From past experience, an airline has found the luggage weight for individual air travelers on its trans-Atlantic route to have a mean of 80 pounds and a standard deviation of 20 pounds. The plane is consistently fully booked and holds 100 passengers. The pilot insists on loading an extra 500 pounds of fuel whenever the total luggage weight exceeds 8300 pounds, On what percentage of the flights will she end up having the extra fuel loaded?
Since the flight is always fully booked, we can say that the luggage weight's mean is 8000 and the SD is 2000.
We're interested in the number of flights that is more than (300 / 2000 =) .15 SD above the mean.
Now we go to a z-score table - Google will provide, if you don' have one handy - and look up the value. The one I found says that 0.5596 of flights will be below the +0.15 SD mark, so that leaves .4404, or 44%, above it.

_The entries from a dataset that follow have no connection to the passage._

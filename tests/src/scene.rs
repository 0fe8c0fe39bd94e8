#[cfg(test)]
mod tests {
    use std::sync::Arc;

    use approx::assert_abs_diff_eq;
    use itertools::iproduct;
    use rayon::prelude::*;

    use kajo::{
        math::{transforms::translation, Point3, Ray, Transform, Vec3},
        shapes::{Rectangle, Shape, ShapeGroup, Sphere},
        SceneBuilder,
    };

    fn ray_towards(o: Point3, d: Vec3) -> Ray {
        Ray::new(o, d, f32::MAX, 0.0)
    }

    fn unit_sphere_group() -> ShapeGroup {
        ShapeGroup::new(vec![
            Arc::new(Sphere::new(&Transform::default(), 1.0)) as Arc<dyn Shape>,
        ])
    }

    #[test]
    fn empty_scene_misses() {
        crate::init_test_logger();

        let scene = SceneBuilder::new().build();

        let ray = ray_towards(Point3::zeros(), Vec3::new(0.0, 0.0, 1.0));
        assert!(scene.ray_intersect(ray).is_none());
        assert!(!scene.ray_test(ray));
    }

    #[test]
    fn nearest_hit_wins_across_entry_kinds() {
        crate::init_test_logger();

        // A direct sphere in front of an instanced one along +z
        let mut builder = SceneBuilder::new();
        builder.add_shape(Arc::new(Sphere::new(
            &translation(Vec3::new(0.0, 0.0, -3.0)),
            1.0,
        )));
        let group = builder.register_group(unit_sphere_group());
        builder
            .add_instance(group, &translation(Vec3::new(0.0, 0.0, 3.0)))
            .unwrap();
        let scene = builder.build();

        let si = scene
            .ray_intersect(ray_towards(
                Point3::new(0.0, 0.0, -8.0),
                Vec3::new(0.0, 0.0, 1.0),
            ))
            .unwrap();
        assert_abs_diff_eq!(si.t, 4.0, epsilon = 1e-4);
        assert!(si.provenance.is_direct());

        // From the other side the instance is in front
        let si = scene
            .ray_intersect(ray_towards(
                Point3::new(0.0, 0.0, 8.0),
                Vec3::new(0.0, 0.0, -1.0),
            ))
            .unwrap();
        assert_abs_diff_eq!(si.t, 4.0, epsilon = 1e-4);
        assert!(si.provenance.is_instanced());
        assert!(si.provenance.hit_shape().unwrap().is_instance());
    }

    #[test]
    fn scene_query_results_are_world_space() {
        crate::init_test_logger();

        let mut builder = SceneBuilder::new();
        let group = builder.register_group(unit_sphere_group());
        builder
            .add_instance(group, &translation(Vec3::new(5.0, 0.0, 0.0)))
            .unwrap();
        let scene = builder.build();

        let si = scene
            .ray_intersect(ray_towards(
                Point3::new(5.0, 0.0, -6.0),
                Vec3::new(0.0, 0.0, 1.0),
            ))
            .unwrap();
        assert_abs_diff_eq!(si.p, Point3::new(5.0, 0.0, -1.0), epsilon = 1e-4);
    }

    #[test]
    fn ray_test_sees_every_entry_kind() {
        crate::init_test_logger();

        let mut builder = SceneBuilder::new();
        builder.add_shape(Arc::new(Rectangle::new(&translation(Vec3::new(
            -3.0, 0.0, 0.0,
        )))));
        let group = builder.register_group(unit_sphere_group());
        builder
            .add_instance(group, &translation(Vec3::new(3.0, 0.0, 0.0)))
            .unwrap();
        let scene = builder.build();

        let d = Vec3::new(0.0, 0.0, 1.0);
        assert!(scene.ray_test(ray_towards(Point3::new(-3.0, 0.0, -5.0), d)));
        assert!(scene.ray_test(ray_towards(Point3::new(3.0, 0.0, -5.0), d)));
        assert!(!scene.ray_test(ray_towards(Point3::new(0.0, 0.0, -5.0), d)));
    }

    #[test]
    fn unknown_group_handle_errors() {
        crate::init_test_logger();

        let mut registered = SceneBuilder::new();
        let handle = registered.register_group(unit_sphere_group());

        // The handle belongs to another builder's arena
        let mut other = SceneBuilder::new();
        let result = other.add_instance(handle, &Transform::default());
        let err = result.unwrap_err();
        assert!(err.to_string().contains("No shape group"));
    }

    #[test]
    fn instance_of_empty_group_misses() {
        crate::init_test_logger();

        let mut builder = SceneBuilder::new();
        let group = builder.register_group(ShapeGroup::new(Vec::new()));
        builder.add_instance(group, &Transform::default()).unwrap();
        let scene = builder.build();

        let ray = ray_towards(Point3::new(0.0, 0.0, -5.0), Vec3::new(0.0, 0.0, 1.0));
        assert!(scene.ray_intersect(ray).is_none());
        assert!(!scene.ray_test(ray));
    }

    #[test]
    fn many_instances_share_one_group() {
        crate::init_test_logger();

        let mut builder = SceneBuilder::new();
        let group = builder.register_group(unit_sphere_group());
        for (x, y) in iproduct!(0..4, 0..4) {
            builder
                .add_instance(
                    group,
                    &translation(Vec3::new(x as f32 * 4.0, y as f32 * 4.0, 0.0)),
                )
                .unwrap();
        }
        let scene = builder.build();

        for (x, y) in iproduct!(0..4, 0..4) {
            let si = scene
                .ray_intersect(ray_towards(
                    Point3::new(x as f32 * 4.0, y as f32 * 4.0, -6.0),
                    Vec3::new(0.0, 0.0, 1.0),
                ))
                .unwrap();
            assert_abs_diff_eq!(si.t, 5.0, epsilon = 1e-4);
            assert!(si.provenance.is_instanced());
        }

        // Between the placements there is nothing
        assert!(!scene.ray_test(ray_towards(
            Point3::new(2.0, 2.0, -6.0),
            Vec3::new(0.0, 0.0, 1.0)
        )));
    }

    #[test]
    fn concurrent_queries() {
        crate::init_test_logger();

        let mut builder = SceneBuilder::new();
        let group = builder.register_group(unit_sphere_group());
        builder.add_instance(group, &Transform::default()).unwrap();
        builder.add_shape(Arc::new(Sphere::new(
            &translation(Vec3::new(4.0, 0.0, 0.0)),
            1.0,
        )));
        let scene = builder.build();

        // Immutable scenes answer queries from any number of threads
        let hits = (0..1024)
            .into_par_iter()
            .filter(|i| {
                let x = (i % 32) as f32 * 0.25 - 4.0;
                scene.ray_test(ray_towards(
                    Point3::new(x, 0.0, -5.0),
                    Vec3::new(0.0, 0.0, 1.0),
                ))
            })
            .count();
        assert!(hits > 0);
    }

    #[test]
    fn scene_normal_derivative_dispatches_by_provenance() {
        crate::init_test_logger();

        let mut builder = SceneBuilder::new();
        builder.add_shape(Arc::new(Sphere::new(&Transform::default(), 2.0)));
        let scene = builder.build();

        let si = scene
            .ray_intersect(ray_towards(
                Point3::new(4.0, 0.0, 0.0),
                Vec3::new(-1.0, 0.0, 0.0),
            ))
            .unwrap();

        let (dn_du, dn_dv) = scene.normal_derivative(&si, false);
        assert_abs_diff_eq!(dn_du, si.dp_du / 2.0, epsilon = 1e-5);
        assert_abs_diff_eq!(dn_dv, si.dp_dv / 2.0, epsilon = 1e-5);

        // Through an instance the dispatch lands on the group primitive
        let mut builder = SceneBuilder::new();
        let group = builder.register_group(ShapeGroup::new(vec![
            Arc::new(Sphere::new(&Transform::default(), 2.0)) as Arc<dyn Shape>,
        ]));
        builder
            .add_instance(group, &translation(Vec3::new(0.0, 0.0, 3.0)))
            .unwrap();
        let scene = builder.build();

        let si = scene
            .ray_intersect(ray_towards(
                Point3::new(4.0, 0.0, 3.0),
                Vec3::new(-1.0, 0.0, 0.0),
            ))
            .unwrap();
        assert!(si.provenance.is_instanced());

        let (dn_du, dn_dv) = scene.normal_derivative(&si, false);
        assert_abs_diff_eq!(dn_du, si.dp_du / 2.0, epsilon = 1e-4);
        assert_abs_diff_eq!(dn_dv, si.dp_dv / 2.0, epsilon = 1e-4);
    }
}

I don't think jim is correct.
The SD of X+Y = sqrt[var(X)+var(Y)+2cov(XY) ]
Assuming all air-travelers are independent of each other, the last term goes away. Var(X)=SD(X)^2 = 400
so SD = sqrt(100*400) = 200
take it from here.
To find the percentage of flights where the extra fuel will be loaded, we need to calculate the probability that the total luggage weight exceeds 8300 pounds.
We can use the concept of the standard normal distribution to solve this problem.
1. Convert the given mean and standard deviation into a standard normal distribution.
The standard normal distribution has a mean of 0 and a standard deviation of 1. To convert the given mean and standard deviation, we use the formula:
Z = (X - μ) / σ
where Z is the standard score, X is the observed value, μ is the mean, and σ is the standard deviation.
In this case, X = 8300 pounds, μ = 80 pounds, and σ = 20 pounds.
Z = (8300 - 80) / 20 = 8220 / 20 = 411
2. Find the probability of the total luggage weight exceeding 8300 pounds using the standard normal distribution table or a calculator with a cumulative distribution function (CDF).
The standard normal distribution table gives the area under the curve to the left of a given Z-score. Since we need the area to the right of 411, we subtract the area to the left of 411 from 1.
P(Z > 411) = 1 - P(Z < 411)
Using a standard normal distribution table or calculator, we can find the corresponding probability for Z = 411 or use an appropriate software/tool.
3. Calculate the percentage of flights where the extra fuel will be loaded.
Multiply the probability by 100 to get the percentage.
Percentage = P(Z > 411) * 100
By following these steps and calculating the value, we can determine the percentage of flights where the pilot will end up having the extra fuel loaded.